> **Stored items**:

::::::::::

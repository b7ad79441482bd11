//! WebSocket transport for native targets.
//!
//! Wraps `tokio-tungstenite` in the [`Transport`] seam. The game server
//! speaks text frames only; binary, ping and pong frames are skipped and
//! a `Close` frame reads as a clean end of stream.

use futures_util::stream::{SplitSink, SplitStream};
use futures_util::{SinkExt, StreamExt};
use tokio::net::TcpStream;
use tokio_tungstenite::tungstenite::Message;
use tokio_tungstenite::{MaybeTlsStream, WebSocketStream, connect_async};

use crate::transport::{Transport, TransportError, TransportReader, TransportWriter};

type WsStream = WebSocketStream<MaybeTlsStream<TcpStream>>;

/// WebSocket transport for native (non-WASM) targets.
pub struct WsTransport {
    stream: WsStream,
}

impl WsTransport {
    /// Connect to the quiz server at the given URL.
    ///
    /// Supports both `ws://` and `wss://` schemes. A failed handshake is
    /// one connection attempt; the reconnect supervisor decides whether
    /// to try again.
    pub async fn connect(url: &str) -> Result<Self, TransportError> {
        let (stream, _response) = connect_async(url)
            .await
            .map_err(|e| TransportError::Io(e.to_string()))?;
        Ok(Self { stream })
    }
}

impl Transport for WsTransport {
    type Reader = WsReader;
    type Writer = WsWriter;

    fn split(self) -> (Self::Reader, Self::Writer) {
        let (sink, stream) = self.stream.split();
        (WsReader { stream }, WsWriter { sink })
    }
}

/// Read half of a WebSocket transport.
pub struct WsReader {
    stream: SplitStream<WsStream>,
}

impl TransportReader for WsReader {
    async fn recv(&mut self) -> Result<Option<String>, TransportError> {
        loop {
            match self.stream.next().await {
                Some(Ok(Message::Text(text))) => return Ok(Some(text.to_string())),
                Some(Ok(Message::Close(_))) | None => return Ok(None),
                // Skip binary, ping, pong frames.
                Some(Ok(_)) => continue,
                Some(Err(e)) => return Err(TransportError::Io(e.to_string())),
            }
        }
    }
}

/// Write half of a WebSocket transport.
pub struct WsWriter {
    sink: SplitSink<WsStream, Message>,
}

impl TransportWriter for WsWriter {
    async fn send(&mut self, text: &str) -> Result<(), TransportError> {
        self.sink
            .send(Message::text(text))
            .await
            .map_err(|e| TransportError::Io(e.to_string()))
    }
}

::::::::::

> **WHAT NEEDS TO BE DONE**:
Starting at the line that contains "impl TransportReader for", print every line through the last one of the records, exactly and with nothing else.

> **REPLY**:
impl TransportReader for WsReader {
    async fn recv(&mut self) -> Result<Option<String>, TransportError> {
        loop {
            match self.stream.next().await {
                Some(Ok(Message::Text(text))) => return Ok(Some(text.to_string())),
                Some(Ok(Message::Close(_))) | None => return Ok(None),
                // Skip binary, ping, pong frames.
                Some(Ok(_)) => continue,
                Some(Err(e)) => return Err(TransportError::Io(e.to_string())),
            }
        }
    }
}

/// Write half of a WebSocket transport.
pub struct WsWriter {
    sink: SplitSink<WsStream, Message>,
}

impl TransportWriter for WsWriter {
    async fn send(&mut self, text: &str) -> Result<(), TransportError> {
        self.sink
            .send(Message::text(text))
            .await
            .map_err(|e| TransportError::Io(e.to_string()))
    }
}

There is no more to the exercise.